Advancements with DNA metabarcoding, facilitated by next-generation sequencing over the past decade, have revolutionized our ability to analyze animal diets, she says. "It's a very powerful and accessible technique to characterize the unseen."

This information is critical for understanding species' resilience, yet Weinstein says dietary niche breadth remains poorly understood in mammalian herbivores. Results from species, population and individual level surveys suggest that costs of both specialization and generalization dictate diet breadth.

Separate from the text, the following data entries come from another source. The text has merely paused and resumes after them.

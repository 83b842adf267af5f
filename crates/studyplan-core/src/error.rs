//! Core error types for studyplan-core.
//!
//! Store and configuration failures are modelled with thiserror so the
//! server can map them onto HTTP status codes without string matching.

use std::path::PathBuf;
use thiserror::Error;

/// Core error type for studyplan-core.
#[derive(Error, Debug)]
pub enum CoreError {
    /// A referenced record does not exist.
    #[error("{entity} {id} not found")]
    NotFound { entity: &'static str, id: i64 },

    /// Validation errors
    #[error("Validation error: {0}")]
    Validation(#[from] ValidationError),

    /// Database-related errors
    #[error("Database error: {0}")]
    Database(#[from] DatabaseError),

    /// Configuration-related errors
    #[error("Configuration error: {0}")]
    Config(#[from] ConfigError),

    /// IO errors
    #[error("IO error: {0}")]
    Io(#[from] std::io::Error),
}

impl CoreError {
    pub fn not_found(entity: &'static str, id: i64) -> Self {
        CoreError::NotFound { entity, id }
    }

    pub fn is_not_found(&self) -> bool {
        matches!(self, CoreError::NotFound { .. })
    }
}

/// Database-specific errors.
#[derive(Error, Debug)]
pub enum DatabaseError {
    /// Failed to open database connection
    #[error("Failed to open database at {path}: {source}")]
    OpenFailed {
        path: PathBuf,
        #[source]
        source: rusqlite::Error,
    },

    /// Query execution failed
    #[error("Query failed: {0}")]
    QueryFailed(String),

    /// Migration failed
    #[error("Database migration failed: {0}")]
    MigrationFailed(String),

    /// A stored value could not be decoded
    #[error("Corrupt value in column '{column}': {message}")]
    CorruptValue { column: &'static str, message: String },

    /// Database is locked
    #[error("Database is locked")]
    Locked,
}

/// Configuration-specific errors.
#[derive(Error, Debug)]
pub enum ConfigError {
    /// Failed to load configuration
    #[error("Failed to load configuration from {path}: {message}")]
    LoadFailed { path: PathBuf, message: String },

    /// Failed to save configuration
    #[error("Failed to save configuration to {path}: {message}")]
    SaveFailed { path: PathBuf, message: String },

    /// Invalid configuration value
    #[error("Invalid configuration value for '{key}': {message}")]
    InvalidValue { key: String, message: String },

    /// Unknown configuration key
    #[error("Unknown configuration key: {0}")]
    UnknownKey(String),

    /// Home/data directory could not be prepared
    #[error("Data directory unavailable: {0}")]
    DataDir(String),
}

/// Validation errors.
#[derive(Error, Debug)]
pub enum ValidationError {
    /// Required field missing or blank
    #[error("{0} is required")]
    MissingField(&'static str),

    /// Invalid value
    #[error("Invalid value for '{field}': {message}")]
    InvalidValue { field: &'static str, message: String },
}

impl From<rusqlite::Error> for DatabaseError {
    fn from(err: rusqlite::Error) -> Self {
        match &err {
            rusqlite::Error::SqliteFailure(inner, _msg) => {
                if inner.code == rusqlite::ErrorCode::DatabaseLocked
                    || inner.code == rusqlite::ErrorCode::DatabaseBusy
                {
                    DatabaseError::Locked
                } else {
                    DatabaseError::QueryFailed(err.to_string())
                }
            }
            _ => DatabaseError::QueryFailed(err.to_string()),
        }
    }
}

impl From<rusqlite::Error> for CoreError {
    fn from(err: rusqlite::Error) -> Self {
        CoreError::Database(DatabaseError::from(err))
    }
}

/// Result type alias for CoreError
pub type Result<T, E = CoreError> = std::result::Result<T, E>;
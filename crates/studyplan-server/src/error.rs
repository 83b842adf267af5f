//! Mapping from core errors onto HTTP responses.

use axum::extract::rejection::{JsonRejection, PathRejection, QueryRejection};
use axum::http::StatusCode;
use axum::response::{IntoResponse, Response};
use axum::Json;
use serde_json::json;
use studyplan_core::{CoreError, ValidationError};
use thiserror::Error;

#[derive(Error, Debug)]
pub enum ApiError {
    #[error(transparent)]
    Core(#[from] CoreError),

    /// A body, path or query string the extractors could not decode.
    #[error("{0}")]
    Malformed(String),
}

impl From<JsonRejection> for ApiError {
    fn from(rejection: JsonRejection) -> Self {
        ApiError::Malformed(rejection.body_text())
    }
}

impl From<PathRejection> for ApiError {
    fn from(rejection: PathRejection) -> Self {
        ApiError::Malformed(rejection.body_text())
    }
}

impl From<QueryRejection> for ApiError {
    fn from(rejection: QueryRejection) -> Self {
        ApiError::Malformed(rejection.body_text())
    }
}

impl ApiError {
    pub fn missing(field: &'static str) -> Self {
        ApiError::Core(ValidationError::MissingField(field).into())
    }

    pub fn status(&self) -> StatusCode {
        match self {
            ApiError::Core(CoreError::NotFound { .. }) => StatusCode::NOT_FOUND,
            ApiError::Core(CoreError::Validation(_)) | ApiError::Malformed(_) => {
                StatusCode::BAD_REQUEST
            }
            ApiError::Core(_) => StatusCode::INTERNAL_SERVER_ERROR,
        }
    }
}

impl IntoResponse for ApiError {
    fn into_response(self) -> Response {
        let status = self.status();
        if status.is_server_error() {
            tracing::error!(error = %self, "request failed");
        } else {
            tracing::debug!(error = %self, status = status.as_u16(), "request rejected");
        }
        (status, Json(json!({ "error": self.to_string() }))).into_response()
    }
}

pub type ApiResult<T> = Result<T, ApiError>;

"A longstanding notion is that if you're highly specific in what you eat – you only eat one thing – then, if you lose access to that plant – say, it disappears because the ecosystem changes or an invasive species pushes it out – you're going to be in trouble," she says.

If you're a generalist and able to pivot quickly to an alternative food source, your chances of survival improve.

"Most woodrat populations are generalists, but at the individual level, these generalists' diets may not be as broad as we previously assumed," Weinstein says. "We tend to think of generalists as being a jack-of-all-trades, master of none. However, it looks like most generalists are more aptly described as jacks-of-all trades, master of some."

Individuals appear to select a consistent subset of plants, she says, which likely helps them to manage the costs and risks of consuming potentially poisonous food.

"Ultimately, these constraints on animal diets have important implications for our understanding of food webs, species interactions and which populations are more likely to persist in changing ecosystems," Weinstein says.